What to produce — Go through the entries below and copy every line that holds the word "filename".

==*==

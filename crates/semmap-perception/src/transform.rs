//! Pixel ↔ world conversion and z-layer stratification.
//!
//! Raster rows grow downward while the world y axis grows upward, so the
//! transformer measures y from the bottom edge of the raster:
//!
//! ```text
//! world_x = px * resolution + origin_x
//! world_y = (height - py) * resolution + origin_y + vertical_offset
//! world_z = 0
//! ```
//!
//! # Example
//!
//! ```rust
//! use semmap_perception::raster::MapMetadata;
//! use semmap_perception::transform::CoordinateTransformer;
//!
//! let meta = MapMetadata::new(1.0, [0.0, 0.0]).unwrap();
//! let tf = CoordinateTransformer::new(&meta, 4);
//!
//! let p = tf.pixel_to_world(2.0, 1.0);
//! assert_eq!((p.x, p.y, p.z), (2.0, 3.0, 0.0));
//! ```

use semmap_types::Point3;

use crate::raster::{MapMetadata, OccupancyMap};

/// Elevation of the occupancy layer.
pub const BASE_LAYER_Z: f64 = 0.0;

/// Affine map from raster cells to world coordinates.
#[derive(Debug, Clone, Copy, PartialEq)]
pub struct CoordinateTransformer {
    resolution: f64,
    origin: [f64; 2],
    raster_height: f64,
    vertical_offset: f64,
}

impl CoordinateTransformer {
    /// Create a transformer for a raster `raster_height` rows tall.
    pub fn new(metadata: &MapMetadata, raster_height: u32) -> Self {
        Self {
            resolution: metadata.resolution,
            origin: metadata.origin,
            raster_height: f64::from(raster_height),
            vertical_offset: 0.0,
        }
    }

    /// Create a transformer matching a loaded map.
    pub fn for_map(map: &OccupancyMap) -> Self {
        Self::new(map.metadata(), map.height())
    }

    /// Shift every world y by a constant, used to line the raster up with a
    /// detection graph recorded in a slightly different frame.
    pub fn with_vertical_offset(mut self, offset: f64) -> Self {
        self.vertical_offset = offset;
        self
    }

    pub fn vertical_offset(&self) -> f64 {
        self.vertical_offset
    }

    /// World position of the cell at column `px`, row `py`, on the base layer.
    pub fn pixel_to_world(&self, px: f64, py: f64) -> Point3 {
        Point3::new(
            px * self.resolution + self.origin[0],
            (self.raster_height - py) * self.resolution + self.origin[1] + self.vertical_offset,
            BASE_LAYER_Z,
        )
    }

    /// Inverse of [`pixel_to_world`][Self::pixel_to_world]; z is ignored.
    pub fn world_to_pixel(&self, point: Point3) -> (f64, f64) {
        let px = (point.x - self.origin[0]) / self.resolution;
        let py = self.raster_height
            - (point.y - self.origin[1] - self.vertical_offset) / self.resolution;
        (px, py)
    }
}

/// Copy of `pose` moved to elevation `z`.
pub fn assign_layer(pose: Point3, z: f64) -> Point3 {
    pose.with_z(z)
}

/// Copy of `pose` with its y component negated.
///
/// Applied to graph-sourced poses only; raster-derived points are already in
/// the world frame.
pub fn flip_y(pose: Point3) -> Point3 {
    Point3::new(pose.x, -pose.y, pose.z)
}

// ────────────────────────────────────────────────────────────────────────────
// Tests
// ────────────────────────────────────────────────────────────────────────────
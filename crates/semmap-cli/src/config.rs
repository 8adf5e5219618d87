//! Run configuration – reads `semmap.toml`.
//!
//! ```toml
//! map_yaml = "maps/office.yaml"
//! graph_json = "graphs/office.json"
//! palette_yaml = "color_palette.yaml"
//! output = "scene.json"
//! preset = "stratified"
//!
//! [scene]
//! spacing = 40.0
//! include_children = true
//! vertical_link = false   # or { upper = 0, lower = 1 }
//! ```
//!
//! Relative paths are resolved against the directory holding the config
//! file.

use std::fmt;
use std::fs;
use std::path::{Path, PathBuf};
use std::str::FromStr;

use semmap_scene::config::{LayerPair, MemberLayer, SceneConfig};
use semmap_scene::pipeline::PipelineInputs;
use semmap_semantic::palette::Palette;
use semmap_types::SceneError;
use serde::{Deserialize, Serialize};

/// Starting point for the scene settings, before `[scene]` overrides.
#[derive(Debug, Clone, Copy, PartialEq, Eq, Serialize, Deserialize, Default)]
#[serde(rename_all = "snake_case")]
pub enum Preset {
    #[default]
    Default,
    SingleLayer,
    Stratified,
}

impl Preset {
    pub fn scene_config(self) -> SceneConfig {
        match self {
            Preset::Default => SceneConfig::default(),
            Preset::SingleLayer => SceneConfig::single_layer(),
            Preset::Stratified => SceneConfig::stratified(),
        }
    }
}

impl fmt::Display for Preset {
    fn fmt(&self, f: &mut fmt::Formatter<'_>) -> fmt::Result {
        match self {
            Preset::Default => write!(f, "default"),
            Preset::SingleLayer => write!(f, "single_layer"),
            Preset::Stratified => write!(f, "stratified"),
        }
    }
}

impl FromStr for Preset {
    type Err = String;

    fn from_str(s: &str) -> Result<Self, Self::Err> {
        match s.trim() {
            "default" => Ok(Preset::Default),
            "single_layer" => Ok(Preset::SingleLayer),
            "stratified" => Ok(Preset::Stratified),
            other => Err(format!("unknown preset '{other}'")),
        }
    }
}

/// `[scene] vertical_link`: a layer pair, or `false` to drop the preset's
/// link.  `true` keeps whatever the preset has.
#[derive(Debug, Clone, Copy, PartialEq, Eq, Serialize, Deserialize)]
#[serde(untagged)]
pub enum VerticalLinkOverride {
    Enabled(bool),
    Pair(LayerPair),
}

impl VerticalLinkOverride {
    fn apply(self, current: Option<LayerPair>) -> Option<LayerPair> {
        match self {
            VerticalLinkOverride::Enabled(false) => None,
            VerticalLinkOverride::Enabled(true) => current,
            VerticalLinkOverride::Pair(pair) => Some(pair),
        }
    }
}

/// Individual `[scene]` settings laid over the preset.
#[derive(Debug, Clone, Default, PartialEq, Serialize, Deserialize)]
#[serde(default)]
pub struct SceneOverrides {
    pub spacing: Option<f64>,
    pub head_z: Option<f64>,
    pub detection_z: Option<f64>,
    pub child_z: Option<f64>,
    pub vertical_offset: Option<f64>,
    pub flip_graph_y: Option<bool>,
    pub flip_child_y: Option<bool>,
    pub layers: Option<Vec<MemberLayer>>,
    pub vertical_link: Option<VerticalLinkOverride>,
    pub include_children: Option<bool>,
    pub edge_width: Option<f64>,
    pub view_margin: Option<f64>,
}

impl SceneOverrides {
    pub fn apply(&self, mut cfg: SceneConfig) -> SceneConfig {
        macro_rules! take {
            ($($field:ident),*) => {
                $(if let Some(v) = self.$field.clone() {
                    cfg.$field = v;
                })*
            };
        }
        take!(
            spacing,
            head_z,
            detection_z,
            child_z,
            vertical_offset,
            flip_graph_y,
            flip_child_y,
            layers,
            include_children,
            edge_width,
            view_margin
        );
        if let Some(link) = self.vertical_link {
            cfg.vertical_link = link.apply(cfg.vertical_link);
        }
        cfg
    }
}

/// Contents of `semmap.toml`.
#[derive(Debug, Clone, PartialEq, Serialize, Deserialize)]
pub struct Config {
    /// Map sidecar (resolution, origin, optional image).
    #[serde(default = "default_map_yaml")]
    pub map_yaml: PathBuf,

    /// Raster image; the sidecar's `image:` entry is used when absent.
    #[serde(default, skip_serializing_if = "Option::is_none")]
    pub map_image: Option<PathBuf>,

    /// Node-link detection graph.
    #[serde(default = "default_graph_json")]
    pub graph_json: PathBuf,

    /// `colors:` YAML palette.  Takes precedence over `palette`.
    #[serde(default, skip_serializing_if = "Option::is_none")]
    pub palette_yaml: Option<PathBuf>,

    /// Inline palette.  The built-in palette is used when both this and
    /// `palette_yaml` are absent.
    #[serde(default, skip_serializing_if = "Vec::is_empty")]
    pub palette: Vec<String>,

    /// Scene JSON destination; stdout when absent.
    #[serde(default, skip_serializing_if = "Option::is_none")]
    pub output: Option<PathBuf>,

    #[serde(default)]
    pub preset: Preset,

    #[serde(default)]
    pub scene: SceneOverrides,
}

fn default_map_yaml() -> PathBuf {
    PathBuf::from("map.yaml")
}
fn default_graph_json() -> PathBuf {
    PathBuf::from("graph.json")
}

impl Default for Config {
    fn default() -> Self {
        Self {
            map_yaml: default_map_yaml(),
            map_image: None,
            graph_json: default_graph_json(),
            palette_yaml: None,
            palette: Vec::new(),
            output: None,
            preset: Preset::default(),
            scene: SceneOverrides::default(),
        }
    }
}

impl Config {
    /// Preset with `[scene]` overrides applied.
    pub fn scene_config(&self) -> SceneConfig {
        self.scene.apply(self.preset.scene_config())
    }

    pub fn pipeline_inputs(&self) -> PipelineInputs {
        PipelineInputs {
            map_yaml: self.map_yaml.clone(),
            map_image: self.map_image.clone(),
            graph_json: self.graph_json.clone(),
        }
    }

    /// Palette from `palette_yaml`, else `palette`, else the built-in one.
    pub fn load_palette(&self) -> Result<Palette, SceneError> {
        if let Some(path) = &self.palette_yaml {
            return Palette::load(path);
        }
        if self.palette.is_empty() {
            return Ok(Palette::default());
        }
        Ok(Palette::new(self.palette.clone())?)
    }

    /// Anchor every relative path at `base`.
    fn resolve_relative(&mut self, base: &Path) {
        let anchor = |p: &mut PathBuf| {
            if p.is_relative() {
                *p = base.join(&*p);
            }
        };
        anchor(&mut self.map_yaml);
        anchor(&mut self.graph_json);
        for p in [&mut self.map_image, &mut self.palette_yaml, &mut self.output]
            .into_iter()
            .flatten()
        {
            anchor(p);
        }
    }
}

/// Held by every test that reads or writes `SEMMAP_*` variables.
#[cfg(test)]
pub(crate) static ENV_LOCK: std::sync::Mutex<()> = std::sync::Mutex::new(());

/// `./semmap.toml`.
pub fn default_config_path() -> PathBuf {
    PathBuf::from("semmap.toml")
}

/// Load the config from `path` and apply environment overrides.  Returns
/// `None` if the file does not exist.
pub fn load_from(path: &Path) -> Result<Option<Config>, String> {
    let Some(mut cfg) = parse_file(path)? else {
        return Ok(None);
    };
    apply_env_overrides(&mut cfg);
    Ok(Some(cfg))
}

/// Read and parse `path` without consulting the environment.
pub(crate) fn parse_file(path: &Path) -> Result<Option<Config>, String> {
    if !path.exists() {
        return Ok(None);
    }
    let raw = fs::read_to_string(path)
        .map_err(|e| format!("Failed to read config at {}: {}", path.display(), e))?;
    let mut cfg: Config =
        toml::from_str(&raw).map_err(|e| format!("Failed to parse config: {}", e))?;
    if let Some(dir) = path.parent() {
        cfg.resolve_relative(dir);
    }
    Ok(Some(cfg))
}

/// Apply `SEMMAP_*` environment variable overrides to `cfg`.
///
/// | Variable | Config field |
/// |---|---|
/// | `SEMMAP_MAP_YAML` | `map_yaml` |
/// | `SEMMAP_GRAPH` | `graph_json` |
/// | `SEMMAP_OUTPUT` | `output` |
/// | `SEMMAP_PRESET` | `preset` (unknown names are ignored) |
pub fn apply_env_overrides(cfg: &mut Config) {
    if let Ok(v) = std::env::var("SEMMAP_MAP_YAML") {
        cfg.map_yaml = PathBuf::from(v);
    }
    if let Ok(v) = std::env::var("SEMMAP_GRAPH") {
        cfg.graph_json = PathBuf::from(v);
    }
    if let Ok(v) = std::env::var("SEMMAP_OUTPUT") {
        cfg.output = Some(PathBuf::from(v));
    }
    if let Ok(v) = std::env::var("SEMMAP_PRESET") {
        match v.parse::<Preset>() {
            Ok(preset) => cfg.preset = preset,
            Err(e) => tracing::warn!(error = %e, "ignoring SEMMAP_PRESET"),
        }
    }
}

==*==

Task answer —
filename crates/semmap-perception/src/transform.rs
filename crates/semmap-cli/src/config.rs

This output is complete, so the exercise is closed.